Hematology Flashcards
Extrinsic pathway activation
“TF pathway”
- Starts with injury outside the vessel wall
- Organ trauma, crush injury
Extrinsic pathway factors
III, VII
Inhibited eventually to activate more by TF pathway inhibitor
“You can buy the extrinsic pathway for 37 cents”
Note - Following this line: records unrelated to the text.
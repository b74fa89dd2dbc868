//! Listing lifecycle operations.
//!
//! [`ListingService`] is the only caller of the [`DataStore`]: it compiles
//! search criteria, discards caller-chosen store fields, enforces seeding
//! idempotence and turns store outcomes into [`ServiceError`] kinds.

use std::sync::Arc;

use tracing::{debug, error, info};

use crate::models::{Listing, ListingPatch};
use crate::query::{self, CriteriaError, SearchParams};
use crate::seed;
use crate::store::{DataStore, StoreError};

pub type ServiceResult<T> = Result<T, ServiceError>;

#[derive(Debug, thiserror::Error)]
pub enum ServiceError {
    #[error("Property not found")]
    NotFound(String),

    #[error(transparent)]
    InvalidCriterion(#[from] CriteriaError),

    #[error("invalid request body: {0}")]
    InvalidBody(String),

    #[error(transparent)]
    Storage(#[from] StoreError),
}

/// What a seeding request did
#[derive(Debug, Clone, Copy, PartialEq, Eq)]
pub enum SeedOutcome {
    /// The collection was not empty; nothing was written
    AlreadySeeded(u64),
    /// The collection was empty and the demonstration set was inserted
    Seeded(u64),
}

impl SeedOutcome {
    pub fn count(self) -> u64 {
        match self {
            SeedOutcome::AlreadySeeded(count) | SeedOutcome::Seeded(count) => count,
        }
    }

    pub fn message(self) -> String {
        match self {
            SeedOutcome::AlreadySeeded(count) => {
                format!("Database already contains {count} properties")
            }
            SeedOutcome::Seeded(count) => format!("Successfully seeded {count} properties"),
        }
    }
}

#[derive(Clone)]
pub struct ListingService {
    store: Arc<dyn DataStore>,
}

impl ListingService {
    pub fn new(store: Arc<dyn DataStore>) -> Self {
        Self { store }
    }

    /// Name of the backing store, for status reporting
    pub fn source_name(&self) -> &'static str {
        self.store.source_name()
    }

    pub async fn search(&self, params: &SearchParams) -> ServiceResult<Vec<Listing>> {
        let query = query::compile(params)?;
        let listings = self
            .store
            .find(&query.predicate, query.limit, query.sort)
            .await
            .map_err(storage_failure("search"))?;
        debug!(results = listings.len(), "listing search");
        Ok(listings)
    }

    pub async fn get(&self, id: &str) -> ServiceResult<Listing> {
        self.store
            .find_by_id(id)
            .await
            .map_err(storage_failure("get"))?
            .ok_or_else(|| ServiceError::NotFound(id.to_string()))
    }

    pub async fn create(&self, listing: Listing) -> ServiceResult<Listing> {
        let stored = self
            .store
            .insert(listing.without_store_fields())
            .await
            .map_err(storage_failure("create"))?;
        info!(id = stored.id.as_deref().unwrap_or_default(), "created listing");
        Ok(stored)
    }

    pub async fn update(&self, id: &str, patch: &ListingPatch) -> ServiceResult<Listing> {
        if patch.is_empty() {
            return self.get(id).await;
        }

        let updated = self
            .store
            .update_by_id(id, patch)
            .await
            .map_err(storage_failure("update"))?
            .ok_or_else(|| ServiceError::NotFound(id.to_string()))?;
        info!(id, fields = patch.fields().len(), "updated listing");
        Ok(updated)
    }

    pub async fn delete(&self, id: &str) -> ServiceResult<()> {
        let existed = self
            .store
            .delete_by_id(id)
            .await
            .map_err(storage_failure("delete"))?;
        if !existed {
            return Err(ServiceError::NotFound(id.to_string()));
        }
        info!(id, "deleted listing");
        Ok(())
    }

    /// Insert the demonstration dataset if, and only if, the store is empty.
    ///
    /// The count and the insert are separate store calls; two concurrent
    /// seeds that both observe an empty store will both insert.
    pub async fn seed(&self) -> ServiceResult<SeedOutcome> {
        let existing = self
            .store
            .count()
            .await
            .map_err(storage_failure("seed"))?;
        if existing > 0 {
            info!(existing, "store already seeded");
            return Ok(SeedOutcome::AlreadySeeded(existing));
        }

        let inserted = self
            .store
            .insert_many(seed::demo_listings())
            .await
            .map_err(storage_failure("seed"))?;
        info!(inserted, "seeded demonstration listings");
        Ok(SeedOutcome::Seeded(inserted))
    }
}

fn storage_failure(operation: &'static str) -> impl Fn(StoreError) -> ServiceError {
    move |err| {
        error!(operation, error = %err, "store operation failed");
        ServiceError::Storage(err)
    }
}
Intrinsic pathway activation
- Damage to blood vessels
- Initiated by high molecular weight kininogen (HMWK) and activation of XII
Factor IV
Calcium
Intrinsic pathway factors
Initiated by HMWK and aXII with help of IV (calcium)
-XII, XI, IX, VIII
“You can’t get the intrinsic pathway for $12, but you can get it for $11.98”
Thrombin (in coagulation pathways)
Assists in activating V, VIII, I, XIII
- Influences platelet recruitment
- Activates adequate fibrin to clot
Common pathway
aX activated II with help from V and Ca2+
-IIa (thrombin) -> I (fibrinogen) to Ia (fibrin)
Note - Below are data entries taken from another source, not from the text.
//! Service-level tests against the in-memory store.
//!
//! These exercise search, CRUD and seeding through `ListingService` the way
//! the HTTP handlers call it.

use std::sync::Arc;

use homzy_listings::models::{Listing, ListingPatch};
use homzy_listings::query::{Criterion, SearchParams};
use homzy_listings::seed::{demo_listings, DEMO_LISTING_COUNT};
use homzy_listings::service::{ListingService, SeedOutcome, ServiceError};
use homzy_listings::store::{DataStore, InMemoryStore};
use serde_json::{json, Value};

fn service_with(store: &InMemoryStore) -> ListingService {
    ListingService::new(Arc::new(store.clone()))
}

fn seeded() -> (InMemoryStore, ListingService) {
    let store = InMemoryStore::with_listings(demo_listings());
    let service = service_with(&store);
    (store, service)
}

fn params(pairs: &[(Criterion, &str)]) -> SearchParams {
    pairs
        .iter()
        .fold(SearchParams::default(), |p, (c, v)| p.with(*c, *v))
}

fn patch(value: Value) -> ListingPatch {
    match value {
        Value::Object(map) => ListingPatch::from_json(map).unwrap(),
        other => panic!("expected object, got {other}"),
    }
}

fn assert_newest_first(listings: &[Listing]) {
    assert!(listings
        .windows(2)
        .all(|pair| pair[0].created_at >= pair[1].created_at));
}

// =========================================================
// Search
// =========================================================

#[tokio::test]
async fn test_search_without_criteria_returns_default_limit() {
    let store = InMemoryStore::new();
    let service = service_with(&store);
    for i in 0..60 {
        service
            .create(Listing {
                title: Some(format!("listing {i}")),
                ..Default::default()
            })
            .await
            .unwrap();
    }

    let results = service.search(&SearchParams::default()).await.unwrap();

    assert_eq!(results.len(), 50);
    assert_newest_first(&results);
    assert_eq!(results[0].title.as_deref(), Some("listing 59"));
}

#[tokio::test]
async fn test_search_zero_limit_returns_nothing() {
    let (store, service) = seeded();
    assert!(!store.is_empty());

    let results = service
        .search(&params(&[(Criterion::Limit, "0")]))
        .await
        .unwrap();

    assert!(results.is_empty());
}

#[tokio::test]
async fn test_search_price_range_keeps_both_bounds() {
    let (_, service) = seeded();

    let results = service
        .search(&params(&[
            (Criterion::MinPrice, "1000"),
            (Criterion::MaxPrice, "2000"),
        ]))
        .await
        .unwrap();

    assert!(!results.is_empty());
    for listing in &results {
        let price = listing.price.unwrap();
        assert!((1000.0..=2000.0).contains(&price), "price {price} out of range");
    }
    assert_newest_first(&results);
}

#[tokio::test]
async fn test_search_location_matches_city_case_insensitively() {
    let store = InMemoryStore::new();
    let service = service_with(&store);
    service
        .create(Listing {
            title: Some("city only".to_string()),
            location: Some("Zone 1".to_string()),
            address: Some("1 High Street".to_string()),
            city: Some("London".to_string()),
            ..Default::default()
        })
        .await
        .unwrap();
    service
        .create(Listing {
            title: Some("elsewhere".to_string()),
            city: Some("Paris".to_string()),
            ..Default::default()
        })
        .await
        .unwrap();

    let results = service
        .search(&params(&[(Criterion::Location, "LONDON")]))
        .await
        .unwrap();

    assert_eq!(results.len(), 1);
    assert_eq!(results[0].title.as_deref(), Some("city only"));
}

#[tokio::test]
async fn test_search_featured_tri_state() {
    let (_, service) = seeded();

    let featured = service
        .search(&params(&[(Criterion::Featured, "true")]))
        .await
        .unwrap();
    assert_eq!(featured.len(), 8);
    assert!(featured.iter().all(|l| l.featured == Some(true)));

    let coerced = service
        .search(&params(&[
            (Criterion::Featured, "maybe"),
            (Criterion::Limit, "100"),
        ]))
        .await
        .unwrap();
    assert_eq!(coerced.len(), DEMO_LISTING_COUNT - 8);
    assert!(coerced.iter().all(|l| l.featured == Some(false)));
}

#[tokio::test]
async fn test_search_conjunction_of_many_criteria() {
    let (_, service) = seeded();
    let combinations: Vec<Vec<(Criterion, &str)>> = vec![
        vec![(Criterion::Country, "GB"), (Criterion::Bedrooms, "2")],
        vec![
            (Criterion::PropertyType, "house"),
            (Criterion::Furnished, "false"),
            (Criterion::MaxPrice, "2000"),
        ],
        vec![
            (Criterion::Location, "berlin"),
            (Criterion::Parking, "true"),
            (Criterion::Bathrooms, "1"),
        ],
        vec![(Criterion::EnergyRating, "A"), (Criterion::PetsAllowed, "true")],
    ];

    for pairs in combinations {
        let results = service.search(&params(&pairs)).await.unwrap();
        assert_newest_first(&results);

        for listing in &results {
            for (criterion, raw) in &pairs {
                let ok = match criterion {
                    Criterion::Country => listing.country.as_deref() == Some(*raw),
                    Criterion::PropertyType => listing.property_type.as_deref() == Some(*raw),
                    Criterion::EnergyRating => listing.energy_rating.as_deref() == Some(*raw),
                    Criterion::Bedrooms => listing.bedrooms == raw.parse().ok(),
                    Criterion::Bathrooms => listing.bathrooms == raw.parse().ok(),
                    Criterion::MaxPrice => listing.price.unwrap() <= raw.parse::<f64>().unwrap(),
                    Criterion::Furnished => listing.furnished == Some(*raw == "true"),
                    Criterion::Parking => listing.parking == Some(*raw == "true"),
                    Criterion::PetsAllowed => listing.pets_allowed == Some(*raw == "true"),
                    Criterion::Location => [&listing.location, &listing.address, &listing.city]
                        .iter()
                        .any(|f| {
                            f.as_deref()
                                .is_some_and(|text| text.to_lowercase().contains(*raw))
                        }),
                    other => panic!("criterion {other:?} not covered by this test"),
                };
                assert!(ok, "{criterion:?}={raw} violated by {listing:?}");
            }
        }
    }
}

#[tokio::test]
async fn test_search_invalid_bedrooms_is_rejected() {
    let (_, service) = seeded();

    for raw in ["abc", "-1", "2.5"] {
        let err = service
            .search(&params(&[(Criterion::Bedrooms, raw)]))
            .await
            .unwrap_err();
        assert!(
            matches!(err, ServiceError::InvalidCriterion(_)),
            "bedrooms={raw} gave {err:?}"
        );
    }
}

#[tokio::test]
async fn test_search_no_matches_is_empty_not_error() {
    let (_, service) = seeded();
    let results = service
        .search(&params(&[(Criterion::Country, "IT")]))
        .await
        .unwrap();
    assert!(results.is_empty());
}

// =========================================================
// CRUD
// =========================================================

#[tokio::test]
async fn test_create_then_get_round_trip() {
    let service = service_with(&InMemoryStore::new());
    let submitted: Listing = serde_json::from_value(json!({
        "id": "caller-chosen",
        "created_at": "2001-01-01T00:00:00Z",
        "title": "Modern Apartment",
        "price": 2500.0,
        "currency": "GBP",
        "coordinates": { "lat": 51.5074, "lng": -0.1278 },
        "bedrooms": 2,
        "photos": ["a.jpg", "b.jpg"],
        "agent_info": { "id": "agent1", "name": "Sarah Johnson" }
    }))
    .unwrap();

    let created = service.create(submitted.clone()).await.unwrap();
    let id = created.id.clone().unwrap();
    assert_ne!(id, "caller-chosen");
    assert!(created.created_at.unwrap().timestamp() > 978_307_200);

    let fetched = service.get(&id).await.unwrap();
    assert_eq!(fetched, created);
    assert_eq!(
        Listing {
            id: None,
            created_at: None,
            ..fetched
        },
        submitted.without_store_fields()
    );
}

#[tokio::test]
async fn test_get_unknown_id_is_not_found() {
    let service = service_with(&InMemoryStore::new());
    let err = service.get("does-not-exist").await.unwrap_err();
    assert!(matches!(err, ServiceError::NotFound(id) if id == "does-not-exist"));
}

#[tokio::test]
async fn test_partial_update_changes_only_supplied_fields() {
    let (_, service) = seeded();
    let before = service
        .search(&params(&[(Criterion::Limit, "1")]))
        .await
        .unwrap()
        .remove(0);
    let id = before.id.clone().unwrap();

    let after = service
        .update(&id, &patch(json!({ "price": 999.5, "title": "Reduced", "furnished": null })))
        .await
        .unwrap();

    assert_eq!(after.price, Some(999.5));
    assert_eq!(after.title.as_deref(), Some("Reduced"));
    let expected = Listing {
        price: Some(999.5),
        title: Some("Reduced".to_string()),
        ..before
    };
    assert_eq!(after, expected);
    assert_eq!(service.get(&id).await.unwrap(), expected);
}

#[tokio::test]
async fn test_update_cannot_change_id_or_created_at() {
    let service = service_with(&InMemoryStore::new());
    let created = service.create(Listing::default()).await.unwrap();
    let id = created.id.clone().unwrap();

    let after = service
        .update(
            &id,
            &patch(json!({ "id": "other", "created_at": "2001-01-01T00:00:00Z" })),
        )
        .await
        .unwrap();

    assert_eq!(after, created);
}

#[tokio::test]
async fn test_update_unknown_id_is_not_found() {
    let service = service_with(&InMemoryStore::new());

    let err = service
        .update("missing", &patch(json!({ "title": "x" })))
        .await
        .unwrap_err();
    assert!(matches!(err, ServiceError::NotFound(_)));

    let err = service.update("missing", &ListingPatch::default()).await.unwrap_err();
    assert!(matches!(err, ServiceError::NotFound(_)));
}

#[tokio::test]
async fn test_delete_then_get_is_not_found() {
    let service = service_with(&InMemoryStore::new());
    let created = service.create(Listing::default()).await.unwrap();
    let id = created.id.unwrap();

    service.delete(&id).await.unwrap();

    assert!(matches!(service.get(&id).await, Err(ServiceError::NotFound(_))));
    assert!(matches!(service.delete(&id).await, Err(ServiceError::NotFound(_))));
}

// =========================================================
// Seeding
// =========================================================

#[tokio::test]
async fn test_seed_is_idempotent() {
    let store = InMemoryStore::new();
    let service = service_with(&store);

    let first = service.seed().await.unwrap();
    assert_eq!(first, SeedOutcome::Seeded(DEMO_LISTING_COUNT as u64));
    assert_eq!(store.len(), DEMO_LISTING_COUNT);

    let second = service.seed().await.unwrap();
    assert_eq!(second, SeedOutcome::AlreadySeeded(DEMO_LISTING_COUNT as u64));
    assert_eq!(store.len(), DEMO_LISTING_COUNT);
}

#[tokio::test]
async fn test_seed_skips_non_empty_store() {
    let store = InMemoryStore::new();
    let service = service_with(&store);
    service.create(Listing::default()).await.unwrap();

    let outcome = service.seed().await.unwrap();

    assert_eq!(outcome, SeedOutcome::AlreadySeeded(1));
    assert_eq!(outcome.count(), 1);
    assert_eq!(store.count().await.unwrap(), 1);
}

// =========================================================
// Storage failures
// =========================================================

#[tokio::test]
async fn test_storage_failure_surfaces_for_every_operation() {
    let store = InMemoryStore::new();
    let service = service_with(&store);
    let created = service.create(Listing::default()).await.unwrap();
    let id = created.id.unwrap();
    store.set_healthy(false);

    assert!(matches!(
        service.search(&SearchParams::default()).await,
        Err(ServiceError::Storage(_))
    ));
    assert!(matches!(service.get(&id).await, Err(ServiceError::Storage(_))));
    assert!(matches!(
        service.create(Listing::default()).await,
        Err(ServiceError::Storage(_))
    ));
    assert!(matches!(
        service.update(&id, &patch(json!({ "title": "x" }))).await,
        Err(ServiceError::Storage(_))
    ));
    assert!(matches!(service.delete(&id).await, Err(ServiceError::Storage(_))));
    assert!(matches!(service.seed().await, Err(ServiceError::Storage(_))));

    store.set_healthy(true);
    assert_eq!(store.len(), 1);
}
-XIII secures platelet plus with Ia
“You can get the common pathway at the five (V) and dime (10) for $1 or $2 on the 13th of every month”
Factors dependent on vitamin K
II, VII, IX, X
Cell based coagulation theory phases
Initiation
Amplification
Propagation
Factor II vs IIa
II: Prothrombin
IIa: Thrombin
Factor III
Tissue Factor
Factor I vs Ia
I: Fibrinogen
Ia: Fibrin
Cell-based theory initiation phase
- Endothelial surface is injured
- TF exposed
- Endothelial surface is less repellant to platelets
- Sub endothelial anticoagulation is down regulated
- Platelets are recruited, VII -> VIIa
- Intrinsic and common pathways activated -> Xa and IXa
- Factors X and V form complex to generate a small amount of thrombin for clot (TF pathway inhibitor limits the amount of TF)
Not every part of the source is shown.